The trickle-up approach may have worked in the past when risk management was limited to credit risk, but not today. As regulatory guidance has expanded the scope of regulations over the past few years, the overlap between different areas of risk management has grown significantly. Enterprise risk management, business continuity planning, compliance, cybersecurity and vendor management can no longer be thought of as standalone elements of an institution’s operational risk management program – they are intertwined.

At too many institutions, the IT department handles cybersecurity, compliance tackles vendor management and someone else in IT oversees business continuity planning. The result is an organization comprised of silos. Each team meticulously follows regulatory requirements and best practices for risk management – without ever considering the possibility that someone else in the institution might be tackling a similar task. Consider security breaches of critical vendors. They touch at least five key areas of risk management:

1. Vendor management
Regulators want institutions to know what provisions and policies are in place to ensure notification of a security breach at a critical third-party vendor.

2. Cybersecurity
FFIEC’s Cybersecurity Assessment Tool specifically asks if all critical vendors are required by contract to notify the institution when there is a security breach.

3. Business continuity planning
An institution should know how long it will take critical vendors to notify it of a security breach.

4. Compliance
The Gramm-Leach-Bliley Act specifically mentions that vendors with access to protected data should be required to notify the institution of a security breach.

5. Enterprise risk management
The institution needs to determine if critical vendors are required to notify it of a security breach.
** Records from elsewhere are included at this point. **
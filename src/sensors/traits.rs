// Copyright (c) 2026 bad-antics
// Licensed under the MIT License. See LICENSE file in the project root.

//! Sensor traits and common types

use anyhow::Result;
use serde::{Deserialize, Serialize};

/// GPS position fix
#[derive(Debug, Clone, Copy, PartialEq, Serialize, Deserialize)]
pub struct GpsFix {
    pub latitude: f64,
    pub longitude: f64,
}

/// Flight sensor readings for one refresh
#[derive(Debug, Clone, PartialEq, Serialize, Deserialize)]
pub struct SensorSnapshot {
    /// m/s², body frame
    pub accel: [f64; 3],
    /// rad/s, body frame
    pub gyro: [f64; 3],
    /// °C
    pub temperature: f64,
    /// Pa
    pub pressure: f64,
    /// Meters, barometric against 1013.25 hPa
    pub altitude: f64,
    pub gps: Option<GpsFix>,
}

impl Default for SensorSnapshot {
    fn default() -> Self {
        Self {
            accel: [0.0; 3],
            gyro: [0.0; 3],
            temperature: 0.0,
            pressure: 101_325.0,
            altitude: 0.0,
            gps: None,
        }
    }
}

/// Voltage/current pair measured on one supply rail
#[derive(Debug, Clone, Copy, Default, PartialEq, Serialize, Deserialize)]
pub struct RailReading {
    pub voltage: f64,
    pub current: f64,
}

impl RailReading {
    pub fn new(voltage: f64, current: f64) -> Self {
        Self { voltage, current }
    }

    /// Watts
    pub fn power(&self) -> f64 {
        self.voltage * self.current
    }
}

/// Power measurements for one refresh
#[derive(Debug, Clone, Copy, Default, PartialEq, Serialize, Deserialize)]
pub struct PowerStatus {
    pub battery_voltage: f64,
    pub rail_12v: RailReading,
    pub rail_5v: RailReading,
    pub rail_3v3: RailReading,
}

impl PowerStatus {
    /// Total draw across all rails in watts
    pub fn total_power(&self) -> f64 {
        self.rail_12v.power() + self.rail_5v.power() + self.rail_3v3.power()
    }
}

/// IMU, barometer and GPS behind one read
pub trait FlightSensors {
    fn id(&self) -> &str;

    /// Read all flight sensors. Must return within the tick budget.
    fn read(&mut self) -> Result<SensorSnapshot>;
}

/// Battery and rail power measurement
pub trait PowerMonitor {
    fn id(&self) -> &str;

    fn read(&mut self) -> Result<PowerStatus>;
}

/// A digital input pin. `true` is electrically high.
pub trait LevelInput {
    fn read_level(&mut self) -> Result<bool>;
}
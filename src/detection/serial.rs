// Copyright (c) 2026 bad-antics
// Licensed under the MIT License. See LICENSE file in the project root.

//! UART link to the detection computer

use std::io::Read;
use std::time::Duration;

use anyhow::{Context, Result};
use chrono::Utc;
use tracing::{info, warn};

use super::{decode_line, split_lines, DetectionEvent, DetectionSource, MAX_LINE_BYTES};

/// Reads newline-delimited JSON detections from a serial port.
///
/// Only bytes already waiting in the driver buffer are read, so `poll`
/// never waits on the wire.
pub struct SerialDetections {
    port_name: String,
    port: Box<dyn serialport::SerialPort>,
    buffer: Vec<u8>,
}

impl SerialDetections {
    pub fn open(port_name: &str, baud_rate: u32) -> Result<Self> {
        let port = serialport::new(port_name, baud_rate)
            .timeout(Duration::from_millis(5))
            .open()
            .with_context(|| format!("opening detection link {}", port_name))?;
        info!("Detection link open on {} @ {} baud", port_name, baud_rate);

        Ok(Self {
            port_name: port_name.to_string(),
            port,
            buffer: Vec::with_capacity(MAX_LINE_BYTES),
        })
    }

    fn read_available(&mut self) -> Result<()> {
        let waiting = self.port.bytes_to_read()? as usize;
        if waiting == 0 {
            return Ok(());
        }
        let mut chunk = vec![0u8; waiting];
        let n = self.port.read(&mut chunk)?;
        self.buffer.extend_from_slice(&chunk[..n]);
        Ok(())
    }
}

impl DetectionSource for SerialDetections {
    fn name(&self) -> &str {
        &self.port_name
    }

    fn poll(&mut self) -> Vec<DetectionEvent> {
        if let Err(e) = self.read_available() {
            warn!("Detection link read error on {}: {}", self.port_name, e);
            return Vec::new();
        }

        let framed = split_lines(&mut self.buffer);
        if framed.discarded > 0 {
            warn!("Discarding {} unterminated bytes from {}", framed.discarded, self.port_name);
        }

        let received_at = Utc::now();
        framed
            .lines
            .into_iter()
            .filter_map(|line| match decode_line(&line, received_at) {
                Ok(event) => Some(event),
                Err(e) => {
                    warn!("Dropping detection message: {}", e);
                    None
                }
            })
            .collect()
    }
}
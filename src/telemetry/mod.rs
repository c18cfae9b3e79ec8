//! Telemetry module - snapshot records and fire-and-forget sinks

mod export;
mod mqtt;

pub use export::*;
pub use mqtt::*;

use anyhow::Result;
use chrono::{DateTime, Utc};
use serde::{Deserialize, Serialize};
use tracing::debug;

use crate::core::{OperatingState, TickClock};
use crate::detection::{DetectionEvent, ThreatLevel};
use crate::sensors::{BatteryModel, PowerStatus, SensorSnapshot};

/// Telemetry configuration
#[derive(Debug, Clone, PartialEq, Serialize, Deserialize)]
#[serde(default)]
pub struct TelemetryConfig {
    /// Log every record at debug level
    pub log_records: bool,

    /// Enable file export
    pub export_enabled: bool,
    pub export_path: String,
    pub export_format: ExportFormat,
    /// Start a new file after this many records
    pub export_rotate_records: usize,

    /// Enable MQTT
    pub mqtt_enabled: bool,
    pub mqtt_broker: String,
    pub mqtt_port: u16,
    pub mqtt_client_id: String,
    pub mqtt_topic: String,
    pub mqtt_username: Option<String>,
    pub mqtt_password: Option<String>,
}

impl Default for TelemetryConfig {
    fn default() -> Self {
        Self {
            log_records: true,

            export_enabled: false,
            export_path: "./data".to_string(),
            export_format: ExportFormat::Json,
            export_rotate_records: 86_400,

            mqtt_enabled: false,
            mqtt_broker: "localhost".to_string(),
            mqtt_port: 1883,
            mqtt_client_id: "avishield".to_string(),
            mqtt_topic: "avishield/telemetry".to_string(),
            mqtt_username: None,
            mqtt_password: None,
        }
    }
}

/// Export format
#[derive(Debug, Clone, Copy, Serialize, Deserialize, PartialEq, Eq)]
pub enum ExportFormat {
    Json,
    Csv,
}

/// Outbound telemetry record.
///
/// `state` and `threat` are enum ordinals. The `bird_*` fields are present only
/// while the latest detection is positive.
#[derive(Debug, Clone, PartialEq, Serialize, Deserialize)]
pub struct TelemetryRecord {
    pub timestamp: DateTime<Utc>,
    pub uptime_ms: u64,
    pub state: u8,
    pub threat: u8,
    /// Percent
    pub battery: f64,
    /// Watts
    pub power: f64,
    /// Meters
    pub altitude: f64,
    /// °C
    pub temperature: f64,
    #[serde(default, skip_serializing_if = "Option::is_none")]
    pub bird_detected: Option<bool>,
    #[serde(default, skip_serializing_if = "Option::is_none")]
    pub bird_confidence: Option<u8>,
    #[serde(default, skip_serializing_if = "Option::is_none")]
    pub bird_distance: Option<f64>,
}

/// Assemble a record from one consistent view of the controller
pub fn snapshot(
    clock: &TickClock,
    state: OperatingState,
    threat: ThreatLevel,
    sensors: &SensorSnapshot,
    power: &PowerStatus,
    battery: &BatteryModel,
    detection: Option<&DetectionEvent>,
) -> TelemetryRecord {
    let bird = detection.filter(|event| event.detected);

    TelemetryRecord {
        timestamp: clock.wall,
        uptime_ms: clock.uptime.as_millis() as u64,
        state: state.ordinal(),
        threat: threat.ordinal(),
        battery: battery.level_percent(power.battery_voltage),
        power: power.total_power(),
        altitude: sensors.altitude,
        temperature: sensors.temperature,
        bird_detected: bird.map(|_| true),
        bird_confidence: bird.map(|event| event.confidence),
        bird_distance: bird.map(|event| event.distance),
    }
}

/// Destination for telemetry records.
///
/// Publishing must not block. A failure loses only that record; the caller
/// never retries.
pub trait TelemetrySink {
    fn name(&self) -> &str;

    fn publish(&mut self, record: &TelemetryRecord) -> Result<()>;
}

/// Emits records through `tracing`
#[derive(Debug, Default)]
pub struct LogTelemetry;

impl TelemetrySink for LogTelemetry {
    fn name(&self) -> &str {
        "log"
    }

    fn publish(&mut self, record: &TelemetryRecord) -> Result<()> {
        debug!("Telemetry: {}", serde_json::to_string(record)?);
        Ok(())
    }
}

/// Build every sink the configuration enables
pub fn sinks_from_config(config: &TelemetryConfig) -> Result<Vec<Box<dyn TelemetrySink>>> {
    let mut sinks: Vec<Box<dyn TelemetrySink>> = Vec::new();

    if config.log_records {
        sinks.push(Box::new(LogTelemetry));
    }
    if config.export_enabled {
        sinks.push(Box::new(TelemetryExporter::new(
            &config.export_path,
            config.export_format,
            config.export_rotate_records,
        )?));
    }
    if config.mqtt_enabled {
        sinks.push(Box::new(MqttTelemetry::new(config)?));
    }

    Ok(sinks)
}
In theory, overlapping requirements like these should make risk management simpler for institutions – one person or team can address these concerns and report back to everyone who needs the information. But that’s not always what happens. Too often institutions rely on a decentralized approach to risk management, which is a problem for three reasons.

1. Redundancies
Consider the aforementioned security breach. There could be five or more groups compiling lists of third-party vendors, assessing the criticality of individual vendors and determining which vendors should report breaches and when. When it comes time to test controls, each control is tested five times instead of simply testing it once and sharing the findings with everyone involved. This repetition isn’t thorough – it’s just a waste of time and resources.

2. Inefficiencies
There may also be five or more teams monitoring and setting policy for security breaches of critical vendors. Instead of working cooperatively to leverage resources and information, each group starts from scratch. The compliance department doesn’t benefit from IT’s knowledge of cybersecurity. The vendor management and contract teams don’t necessarily understand the expectations of business continuity planning. Enterprise risk management isn’t providing the overall leadership needed to make the process function smoothly. It’s a waste of expertise.

3. Discrepancies
When different groups share overlapping responsibilities and don’t realize it, it can create conflict as each group sets different standards and notification times. For instance, the IT team may require breach notification within one hour, while compliance may say 24 hours. Meanwhile, each group may be using different standards to assess the risk of vendors, resulting in different results. Discrepancies like these are red flags for regulators.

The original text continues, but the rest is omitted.